RECORDED INFORMATION Start Marker
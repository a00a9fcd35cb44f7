//! Spell casting.

use tempo_audit::ActionKind;

use super::{check_resource, ActionRoutine, HostEffects, RejectReason, Resolution};
use crate::action::ActionDescriptor;
use crate::actor::ActorSnapshot;
use crate::error::RoutineError;

/// Spell routine.
///
/// A cast needs the entry's mana cost and an uninterrupted caster. If the
/// caster is interrupted by the time the spell resolves, it fizzles: nothing
/// is spent and the spell channel frees up at once.
#[derive(Debug, Clone, Copy, Default)]
pub struct SpellRoutine;

impl ActionRoutine for SpellRoutine {
    fn kind(&self) -> ActionKind {
        ActionKind::Spell
    }

    fn name(&self) -> &'static str {
        "spell"
    }

    fn check(&self, actor: &ActorSnapshot, cost: u32) -> Result<(), RejectReason> {
        if actor.interrupted {
            return Err(RejectReason::Interrupted);
        }
        check_resource(actor, ActionKind::Spell, cost)
    }

    fn resolve(
        &self,
        host: &mut dyn HostEffects,
        actor: &ActorSnapshot,
        action: &ActionDescriptor,
    ) -> Result<Resolution, RoutineError> {
        if actor.interrupted {
            host.interrupted(actor.id, action);
            return Ok(Resolution::Interrupted);
        }
        host.resolve(actor.id, action).map(Resolution::Completed)
    }
}

#[cfg(test)]
mod tests {
    use super::*;
    use crate::actor::ActorId;
    use crate::routines::{InvalidState, ResolutionOutcome};

    #[derive(Default)]
    struct Host {
        resolved: u32,
        interrupted: u32,
    }

    impl HostEffects for Host {
        fn snapshot(&self, actor: ActorId) -> Option<ActorSnapshot> {
            Some(ActorSnapshot::alive(actor))
        }

        fn play_effect(&mut self, _actor: ActorId, _action: &ActionDescriptor) -> Result<(), RoutineError> {
            Ok(())
        }

        fn resolve(&mut self, _actor: ActorId, _action: &ActionDescriptor) -> Result<ResolutionOutcome, RoutineError> {
            self.resolved += 1;
            Ok(ResolutionOutcome::landed())
        }

        fn interrupted(&mut self, _actor: ActorId, _action: &ActionDescriptor) {
            self.interrupted += 1;
        }
    }

    #[test]
    fn test_needs_mana() {
        let mut caster = ActorSnapshot::alive(ActorId::new(1));
        caster.resources.mana = 8;
        assert_eq!(
            SpellRoutine.check(&caster, 9),
            Err(RejectReason::InvalidState(InvalidState::MissingResource))
        );
        caster.resources.mana = 9;
        assert!(SpellRoutine.check(&caster, 9).is_ok());
    }

    #[test]
    fn test_interrupted_caster_rejected() {
        let mut caster = ActorSnapshot::alive(ActorId::new(1));
        caster.interrupted = true;
        assert_eq!(SpellRoutine.check(&caster, 0), Err(RejectReason::Interrupted));
    }

    #[test]
    fn test_interruption_at_resolution_fizzles() {
        let mut host = Host::default();
        let mut caster = ActorSnapshot::alive(ActorId::new(1));
        let fireball = ActionDescriptor::spell(104);

        let done = SpellRoutine.resolve(&mut host, &caster, &fireball).unwrap();
        assert_eq!(done, Resolution::Completed(ResolutionOutcome::landed()));

        caster.interrupted = true;
        let fizzled = SpellRoutine.resolve(&mut host, &caster, &fireball).unwrap();
        assert_eq!(fizzled, Resolution::Interrupted);
        assert_eq!(host.resolved, 1);
        assert_eq!(host.interrupted, 1);
    }
}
RECORDED INFORMATION End Marker
[WHAT THIS TASK INVOLVES] Set down, please, the lines from the line holding "let fireball = ActionDescriptor::spell(104);" through the final line of the data, exactly and with nothing added.

[SOLUTION TO THIS EXERCISE]
        let fireball = ActionDescriptor::spell(104);

        let done = SpellRoutine.resolve(&mut host, &caster, &fireball).unwrap();
        assert_eq!(done, Resolution::Completed(ResolutionOutcome::landed()));

        caster.interrupted = true;
        let fizzled = SpellRoutine.resolve(&mut host, &caster, &fireball).unwrap();
        assert_eq!(fizzled, Resolution::Interrupted);
        assert_eq!(host.resolved, 1);
        assert_eq!(host.interrupted, 1);
    }
}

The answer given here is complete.